The cost of bad data: Hidden costs
What is bad supplier data costing you?
This is the second in our series of articles on ‘What is bad supplier data costing you?’ In our previous article, we looked at some real world examples of how poor supplier data can lead to bad or inconsistent decision making. In this article, we’ll be focusing on the hidden costs of poor supplier data. We’ll focus on where the main costs are coming from, why it is particularly significant in the area of supplier data and consider the extent to which the cost to the business can be estimated.
In the world of supplier data, there are two ways in which bad data could be described in terms of how it adds cost, namely directly and indirectly. Indirect costs are those that may not be being incurred at all, or that may never be incurred. For example, the cost of not identifying risk or the cost of supplier compliance issues. Direct costs on the other hand, are those that are already being incurred – they just don’t appear as a line item associated with ‘bad data’ specifically – hence ‘hidden,’ but certainly present. In this article, we’ll turn our attention to these direct hidden costs being racked up by enterprises on an hourly basis.
The cost of bad supplier data is far higher than you would imagine
First, to put the cost of bad data into perspective, an article in the Harvard Business Review revealed that the yearly cost of poor quality data in the US alone was $3.1 trillion in 2016, according to an IBM estimate. It adds, “While most people who deal in data every day know that bad data is costly, this figure stuns.”
Other studies have shown that knowledge workers can spend up to 50% of their time trying to locate data, identifying errors in data or seeking confirmatory sources of data to support information that they do not trust. Meanwhile, in a survey of data scientists, “60% said they spent most of their time cleaning and labeling data,” as opposed to putting it to use. More recently, a HICX study revealed that the situation remains challenging as far as supplier data is concerned. 89% in this survey said, for example, that they do not have total oversight into their suppliers.
Supplier data is especially prone to creating hidden cost
There are a number of reasons why supplier data is a particularly notorious culprit for creating hidden costs:
- Suppliers represent the highest spend for most enterprises. The high spend generates a huge number of transactions that all create and require ongoing maintenance of data in order to facilitate.
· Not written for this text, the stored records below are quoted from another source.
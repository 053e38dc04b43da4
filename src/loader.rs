//! Bulk loading of whitespace-delimited word lists.
//!
//! The word list is consumed once: every token is inserted in file order and
//! the number of tokens read is reported, duplicates included.

use std::fs::File;
use std::io::{self, BufRead, BufReader};
use std::path::Path;

use crate::error::LoadError;
use crate::PatriciaTrie;

/// Longest token the loader and the shell accept, in bytes.
pub const MAX_TOKEN_LEN: usize = 255;

/// What happens to the bytes of a token past the length limit.
#[derive(Debug, Clone, Copy, PartialEq, Eq)]
pub enum Overflow {
    /// Emit the remainder as further tokens of at most the limit each.
    Split,
    /// Drop the remainder.
    Truncate,
}

/// ASCII whitespace as C `isspace` sees it (vertical tab included), or NUL.
#[inline]
fn is_delimiter(byte: u8) -> bool {
    byte.is_ascii_whitespace() || byte == 0x0B || byte == 0
}

/// Splits a byte stream into whitespace-delimited tokens.
pub struct TokenReader<R> {
    inner: R,
    max_len: usize,
    overflow: Overflow,
}

impl<R: BufRead> TokenReader<R> {
    /// Tokens of at most [`MAX_TOKEN_LEN`] bytes, split on overflow.
    pub fn new(inner: R) -> Self {
        Self::with_limit(inner, MAX_TOKEN_LEN, Overflow::Split)
    }

    pub fn with_limit(inner: R, max_len: usize, overflow: Overflow) -> Self {
        Self {
            inner,
            max_len: max_len.max(1),
            overflow,
        }
    }

    /// Next token, or `None` at end of input.
    pub fn next_token(&mut self) -> io::Result<Option<Vec<u8>>> {
        let mut token = Vec::new();
        loop {
            let buf = match self.inner.fill_buf() {
                Ok(buf) => buf,
                Err(e) if e.kind() == io::ErrorKind::Interrupted => continue,
                Err(e) => return Err(e),
            };
            if buf.is_empty() {
                return Ok((!token.is_empty()).then_some(token));
            }

            let mut used = 0;
            let mut done = false;
            for &byte in buf {
                if is_delimiter(byte) {
                    used += 1;
                    if !token.is_empty() {
                        done = true;
                        break;
                    }
                    continue;
                }
                if token.len() == self.max_len {
                    match self.overflow {
                        // Leave this byte for the next token.
                        Overflow::Split => {
                            done = true;
                            break;
                        }
                        Overflow::Truncate => {
                            used += 1;
                            continue;
                        }
                    }
                }
                token.push(byte);
                used += 1;
            }
            self.inner.consume(used);
            if done {
                return Ok(Some(token));
            }
        }
    }

    /// Consume the reader, returning the wrapped source.
    pub fn into_inner(self) -> R {
        self.inner
    }
}

impl<R: BufRead> Iterator for TokenReader<R> {
    type Item = io::Result<Vec<u8>>;

    fn next(&mut self) -> Option<Self::Item> {
        self.next_token().transpose()
    }
}

/// Insert every token of `reader` into `trie`, returning the tokens read.
pub fn load_reader(trie: &mut PatriciaTrie, reader: impl BufRead) -> Result<usize, LoadError> {
    let mut loaded = 0;
    for token in TokenReader::new(reader) {
        let token = token.map_err(|source| LoadError::Read { loaded, source })?;
        trie.insert(&token)
            .map_err(|source| LoadError::Insert { loaded, source })?;
        loaded += 1;
    }
    Ok(loaded)
}

/// Open `path` and load its words. An unopenable file leaves `trie` as it was.
pub fn load_path(trie: &mut PatriciaTrie, path: impl AsRef<Path>) -> Result<usize, LoadError> {
    let path = path.as_ref();
    let file = File::open(path).map_err(|source| {
        tracing::warn!(path = %path.display(), error = %source, "could not open word list");
        LoadError::Open {
            path: path.to_path_buf(),
            source,
        }
    })?;

    let loaded = load_reader(trie, BufReader::new(file))?;
    tracing::info!(
        path = %path.display(),
        loaded,
        active = trie.len(),
        nodes = trie.node_count(),
        "loaded word list"
    );
    Ok(loaded)
}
- There is a corresponding need for accurate supplier data for BI/Analytics
- Relationships with suppliers are complex and require significant amounts of additional data input if relationships are to be managed successfully
- Suppliers are used across the entire enterprise and therefore data comes from a wide variety of areas, is used in many different contexts, and can potentially be altered by many different people
- Supplier data is frequently subservient to the ERP or driven by P2P or S2P systems, which can introduce duplications or inaccuracies
Taken together, it becomes obvious that supplier data, or rather poor supplier data, is going to drive a significant proportion, if not the highest share, of hidden data cost. In spite of this, it is frequently not prioritized as highly as other data in the enterprise. In our survey, 66% of procurement leaders agreed that data projects have stalled due to their relatively low priority when compared to other business initiatives. A key reason for the low level of urgency: 61% pointed to a perceived lack of return on investment – and part of that problem is, of course, the ‘hidden’ aspect of these costs.
Where do supplier data hidden costs come from?
The hidden direct costs to the enterprise fall into two categories:
- Internal hidden costs: This includes time or resource involved in building, maintaining or using bespoke stand-alone databases; using standalone Excel sheets; having to support manual work processes and interventions to manage bad data; and/or the use of data scientists within the business, as examples
- External hidden costs: This could include costs such as amounts spent on outsourced data cleansing exercises; or the amount that suppliers pass on to customers factoring in higher administration costs of doing business with the customer
In terms of internal hidden costs, Excel is one environment in which hidden factories can quickly become established. While ‘free’ in the sense that the software is bundled onto most people’s desktops, the result of using Excel is the equivalent to ‘death by a thousand cuts.’ In some circumstances, it serves its purpose in that it can be used in order to make some rapid and fairly complex calculations, but this frequently escalates into Excel sheets becoming an embedded part of a business process – one which lacks documentation, data verification, version control and governance. This is where costs mount for every supplier data spreadsheet that exists. A simple, quick, one-off spreadsheet that takes a few hours to complete can mean that benefits outweigh the cost. However, as the size and complexity of the data sets increase, and the number of people involved rises, the costs begin to exponentially outweigh the benefits at an alarming rate. This wastage is not measured and its disproportionate inefficiencies are tolerated.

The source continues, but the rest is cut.